Lutte contre le Chikungunya et l’Oropouche : l’Amérique latine doit renforcer le contrôle des vecteurs

ALERTE SANITAIRE : Chikungunya et Oropouche en Expansion en Amérique Latine – Menace Croissante

Washington D.C. – L’Organisation Panaméricaine de la Santé (PAHO) tire la sonnette d’alarme face à l’expansion géographique et à l’évolution des virus Chikungunya et Oropouche en Amérique Latine. Une situation qui exige une réponse coordonnée et proactive de la part des pays de la région.

Chikungunya : Une Nouvelle Variante Sous Surveillance

Les experts de la PAHO signalent la circulation de deux types distincts du virus Chikungunya : une souche asiatique et une souche d’Afrique de l’Est-Sud. L’émergence de cette dernière, détectée dans au moins quatre pays, suscite des inquiétudes quant à sa capacité à s’adapter et à interagir avec la souche asiatique, ce qui pourrait modifier significativement la dynamique de transmission de la maladie. La PAHO insiste sur l’importance cruciale de la surveillance génétique pour anticiper les futures épidémies et orienter efficacement les stratégies de santé publique.

Oropouche : Une Progression Géographique Alarmante

Le virus oropouche, transmis par le moustique Culicoïdes paraensis, connaît une expansion géographique sans précédent. Plus de 12 700 cas confirmés ont été recensés dans onze pays au cours des sept premiers mois de 2025, incluant des cas indigènes au brésil, en Colombie, à Cuba, au Panama, au Pérou et au Venezuela.

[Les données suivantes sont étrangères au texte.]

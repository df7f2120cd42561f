use serde::{Deserialize, Serialize};

use crate::users::repo_types::{Role, User};

/// Request body for user registration.
#[derive(Debug, Deserialize)]
#[serde(deny_unknown_fields)]
pub struct RegisterRequest {
    pub name: String,
    pub email: String,
    #[serde(default)]
    pub phone: Option<String>,
    pub password: String,
    pub role: Role,
}

/// Request body for login.
#[derive(Debug, Deserialize)]
pub struct LoginRequest {
    pub email: String,
    pub password: String,
}

/// Request body for token refresh.
#[derive(Debug, Deserialize)]
pub struct RefreshRequest {
    pub refresh_token: String,
}

/// Response returned after login, register or refresh.
#[derive(Debug, Serialize)]
pub struct AuthResponse {
    pub access_token: String,
    pub refresh_token: String,
    pub user: User,
}

/// Self-service profile edit. The role is not part of it.
#[derive(Debug, Default, Deserialize)]
#[serde(deny_unknown_fields)]
pub struct UpdateProfileRequest {
    pub name: Option<String>,
    pub email: Option<String>,
    pub phone: Option<String>,
}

Historiquement confiné à la région amazonienne, le virus s’étend désormais à de nouvelles zones, soulignant l’urgence de renforcer la surveillance épidémiologique et entomologique.

Pas de Traitement, Seulement la Prévention

Il est crucial de noter qu’il n’existe actuellement ni traitement ni vaccin spécifique contre le Chikungunya ou l’Oropouche. La prévention repose donc entièrement sur le contrôle des vecteurs et la protection individuelle. La PAHO recommande :

Diagnostic précoce : Un diagnostic rapide, surtout dans les premiers jours des symptômes, est essentiel.
renforcement des capacités cliniques : Les établissements de santé doivent être préparés à gérer les cas aigus et les complications potentielles,telles que l’encéphalite ou le syndrome de Guillain-Barré.
Contrôle des vecteurs : L’élimination des sites de reproduction des moustiques Aedes aegypti (Chikungunya) et Culicoïdes paraensis (Oropouche) est primordiale. Cela implique de supprimer les eaux stagnantes, de débroussailler et d’éliminer les débris.
Participation communautaire : Une mobilisation active des communautés est indispensable pour la réussite des efforts de prévention.Comprendre les Risques et la Transmission

Le Chikungunya est une maladie virale transmise par les moustiques Aedes aegypti et Aedes albopictus.Elle se manifeste par de fortes douleurs articulaires, de la fièvre, des maux de tête et des éruptions cutanées. L’Oropouche, quant à lui, est transmis par le moustique Culicoïdes paraensis, principalement dans les zones rurales et forestières. Les symptômes sont similaires à ceux de la grippe, mais peuvent également inclure des douleurs abdominales et des vomissements.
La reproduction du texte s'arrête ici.